12 dezembro 2011

Cinco Dias


Conversávamos como dois desconhecidos, o que não passava de uma verdade, relatando pensamentos e devaneios daquela domingo de outubro. Se me recordo bem havia sol naquele dia. A minha felicidade era tão grande que eu não poderia dizer com certeza se havia sol ou se meus olhos brilhavam tanto a ponto de clarear aquela cidade em ruínas pintadas de prata. Ele não emitia muitas palavras. Era para mim um mistério e talvez eu até possa chamá-lo de estranho. Contudo, em algum lugar dentro de mim crescia um ser maligno. Um ser diabólico que se formava aos poucos me dando um pouco de dor de cabeça e náuseas. E que antes de eu dormir acordava feliz dentro de mim. Pronto para sair às noites de novembro cultivando seu veneno pelo meu corpo até chegar aos pontos cruciais. Minha pouca lucidez e meu velho coração.

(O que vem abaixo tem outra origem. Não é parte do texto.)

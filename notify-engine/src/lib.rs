//! notify-engine library crate.
//!
//! Multi-channel notification delivery: push channels with queued retries,
//! pull feeds, template rendering and user preferences.

pub mod channel;
pub mod config;
pub mod database;
pub mod dispatch;
pub mod error;
pub mod logging;
pub mod model;
pub mod registry;
pub mod render;
pub mod service;
pub mod services;
pub mod store;

pub use error::{Error, Result};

Dei partida em meus mais secretos desejos. Meus devaneios na cama antes de adormecer. Aquele sentimento que me mantinha acordado com os olhos fechados. Em pouco tempo aprendi a imaginá-lo ao meu lado. Como se fosse meu. Como seria tê-lo bem ali perto de mim. Como seria a textura de sua pele que para mim até então parecia ter gosto de baunilha e aroma dos setes, mais lindos, pecados. Eu imaginava cada segundo do meu toque em seus braços. Tudo me aparecia num sonho sem muito som. Alguns sussurros e o compasso de nossa respiração somente. Imaginava a pele limpa da palma de minhas mãos deslizando em seus ombros. E então o toque leve, doce e de tom rosado de nossos lábios tendo o tão desejado encontro. Sentia meu corpo leve dançando pelo ar enquanto com os olhos fechados somente para poder imaginá-lo. Em meus sonhos ele me envolvia em seus braços com astúcia enquanto nossos lábios ainda dançavam ao som das notas suaves de um piano imaginário.
Aquele abraço era o meu refugio. Ele, um homem, me abraçava parado e quieto. Nossos corpos eram simplesmente uma cópia da cópia de uma escultura antiga. O único gesto ou movimento era o batimento do coração e a respiração calma que ele deixava repousar sobre o meu rosto. Eu repousava a face em seu peito de tão pequeno que eu parecia ser ao seu lado. Seus braços me fechavam perfeitamente e eu buscava o calor de seu corpo ali dentro. Um corpo que me passava calma. Um lugar onde eu poderia me deitar em paz e repousar em sonhos. Ao som apenas da respiração. Sentindo o cheiro da sua pele, em carne, sentindo a calma do seu abraço. Era como se eu pudesse dormir para sempre ali ao seu lado. Eu acabava dormindo sozinho na minha cama sentindo sua presença mais forte do que eu poderia sonhar. Para mim ele estava ali deitado ao meu lado somente esperando que eu virasse e entregasse meu corpo ao seu para juntos sonhar.
[...] O ser que habitava meu corpo fugiu caçoando de mim. Acordei numa tarde de sábado tomado por uma insônia que me percorre a vida desde então.